//! The dragon's fireball
//!
//! A charged shot leaves in fire form and starts the recharge meter. Firing
//! again before the meter is full produces a slow puff of smoke, which is
//! harmless. Firing while a shot is in flight replaces it.

use glam::DVec2;
use serde::{Deserialize, Serialize};

use super::bounce::{BounceProfile, BounceResolver};
use super::mask::CollisionMask;
use super::motion::{Advance, BodyKind, Intent, MotionState};
use super::schedule::{GameClock, TimerEvent, TimerId};
use crate::settings::{SpriteSize, Tuning, seconds_to_ms};

/// Active fire or spent smoke
#[derive(Debug, Clone, Copy, PartialEq, Eq, Default, Serialize, Deserialize)]
pub enum ProjectileForm {
    #[default]
    Fire,
    Smoke,
}

#[derive(Debug, Clone, Copy, PartialEq)]
struct Launch {
    gravity: f64,
    fire_max_velocity: f64,
    smoke_max_velocity: f64,
    fire_speed_multiplier: f64,
    smoke_speed_multiplier: f64,
    muzzle_kick: f64,
    muzzle_offset: f64,
    spent_speed: f64,
    recharge_steps: u32,
    recharge_step_ms: u64,
}

#[derive(Debug, Clone)]
pub struct Projectile {
    motion: MotionState,
    fired: bool,
    form: ProjectileForm,
    ready: bool,
    steps_left: u32,
    recharge_timer: Option<TimerId>,
    size: SpriteSize,
    launch: Launch,
}

impl Projectile {
    pub fn new(tuning: &Tuning) -> Self {
        Self {
            motion: MotionState::default().with_gravity(tuning.projectile_gravity),
            fired: false,
            form: ProjectileForm::Fire,
            ready: true,
            steps_left: 0,
            recharge_timer: None,
            size: tuning.fireball,
            launch: Launch {
                gravity: tuning.projectile_gravity,
                fire_max_velocity: tuning.fire_max_velocity,
                smoke_max_velocity: tuning.smoke_max_velocity,
                fire_speed_multiplier: tuning.fire_speed_multiplier,
                smoke_speed_multiplier: tuning.smoke_speed_multiplier,
                muzzle_kick: tuning.muzzle_kick,
                muzzle_offset: tuning.muzzle_offset,
                spent_speed: tuning.spent_speed,
                recharge_steps: tuning.recharge_steps(),
                recharge_step_ms: seconds_to_ms(tuning.recharge_step_seconds),
            },
        }
    }

    /// Launch from the dragon.
    ///
    /// `origin` is the dragon's terrain position and `background_vel` the
    /// scroll velocity; the shot inherits the dragon's own motion, which is
    /// the opposite of the scroll.
    pub fn fire(&mut self, origin: DVec2, background_vel: DVec2, facing_right: bool, clock: &mut GameClock) {
        let side = if facing_right { 1.0 } else { -1.0 };
        let mut vel = -background_vel;
        vel.x += self.launch.muzzle_kick * side;
        let pos = DVec2::new(origin.x + self.launch.muzzle_offset * side, origin.y);

        let (form, multiplier, max_velocity) = if self.ready {
            (ProjectileForm::Fire, self.launch.fire_speed_multiplier, self.launch.fire_max_velocity)
        } else {
            (ProjectileForm::Smoke, self.launch.smoke_speed_multiplier, self.launch.smoke_max_velocity)
        };

        if self.fired {
            log::debug!("Replacing in-flight {:?} shot", self.form);
        }
        self.fired = true;
        self.form = form;
        self.motion = MotionState::at(pos)
            .with_velocity(vel * multiplier)
            .with_gravity(self.launch.gravity)
            .with_max_velocity(max_velocity);

        if self.ready && self.launch.recharge_steps > 0 {
            self.ready = false;
            self.steps_left = self.launch.recharge_steps;
            self.recharge_timer = Some(clock.schedule_every(self.launch.recharge_step_ms, TimerEvent::Recharge));
        }
    }

    /// One tick of the recharge meter
    pub fn on_recharge_step(&mut self, clock: &mut GameClock) {
        if self.ready {
            self.stop_recharge(clock);
            return;
        }
        self.steps_left = self.steps_left.saturating_sub(1);
        if self.steps_left == 0 {
            self.ready = true;
            self.fired = false;
            self.form = ProjectileForm::Fire;
            self.stop_recharge(clock);
        }
    }

    fn stop_recharge(&mut self, clock: &mut GameClock) {
        if let Some(id) = self.recharge_timer.take() {
            clock.cancel(id);
        }
    }

    /// Take the shot out of play (it hit something)
    pub fn deactivate(&mut self) {
        self.fired = false;
    }

    #[inline]
    pub fn is_fired(&self) -> bool {
        self.fired
    }

    /// In flight and still burning
    #[inline]
    pub fn is_hot(&self) -> bool {
        self.fired && self.form == ProjectileForm::Fire
    }

    pub fn form(&self) -> ProjectileForm {
        self.form
    }

    pub fn is_ready(&self) -> bool {
        self.ready
    }

    pub fn size(&self) -> SpriteSize {
        self.size
    }

    /// Terrain position
    #[inline]
    pub fn position(&self) -> DVec2 {
        self.motion.pos
    }

    pub fn motion(&self) -> &MotionState {
        &self.motion
    }

    /// Seconds left on the recharge meter
    pub fn seconds_until_ready(&self) -> f64 {
        if self.ready {
            0.0
        } else {
            self.steps_left as f64 * self.launch.recharge_step_ms as f64 / 1000.0
        }
    }

    /// Fill level of the recharge meter in [0, 1]
    pub fn recharge_fraction(&self) -> f64 {
        if self.ready || self.launch.recharge_steps == 0 {
            1.0
        } else {
            1.0 - self.steps_left as f64 / self.launch.recharge_steps as f64
        }
    }
}

impl Advance for Projectile {
    fn kind(&self) -> BodyKind {
        BodyKind::Projectile
    }

    fn advance(&mut self, intent: Intent, terrain: &CollisionMask) -> MotionState {
        if !self.fired {
            return self.motion;
        }
        let edges = self.kind().edge_policy(terrain.width(), terrain.height());
        if let Some(profile) = BounceProfile::for_body(self.kind(), self.size.width, self.size.height) {
            BounceResolver::new(terrain, profile).step(&mut self.motion, intent, edges);
        }
        if self.motion.is_slower_than(self.launch.spent_speed) {
            self.fired = false;
        }
        self.motion
    }
}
■ ■ ■ ■
**WHAT IS BEING ASKED**
Please give back the records exactly as written, beginning at the first line and including the line that holds "or spent smoke" as the last.

**SOLUTION**
//! The dragon's fireball
//!
//! A charged shot leaves in fire form and starts the recharge meter. Firing
//! again before the meter is full produces a slow puff of smoke, which is
//! harmless. Firing while a shot is in flight replaces it.

use glam::DVec2;
use serde::{Deserialize, Serialize};

use super::bounce::{BounceProfile, BounceResolver};
use super::mask::CollisionMask;
use super::motion::{Advance, BodyKind, Intent, MotionState};
use super::schedule::{GameClock, TimerEvent, TimerId};
use crate::settings::{SpriteSize, Tuning, seconds_to_ms};

/// Active fire or spent smoke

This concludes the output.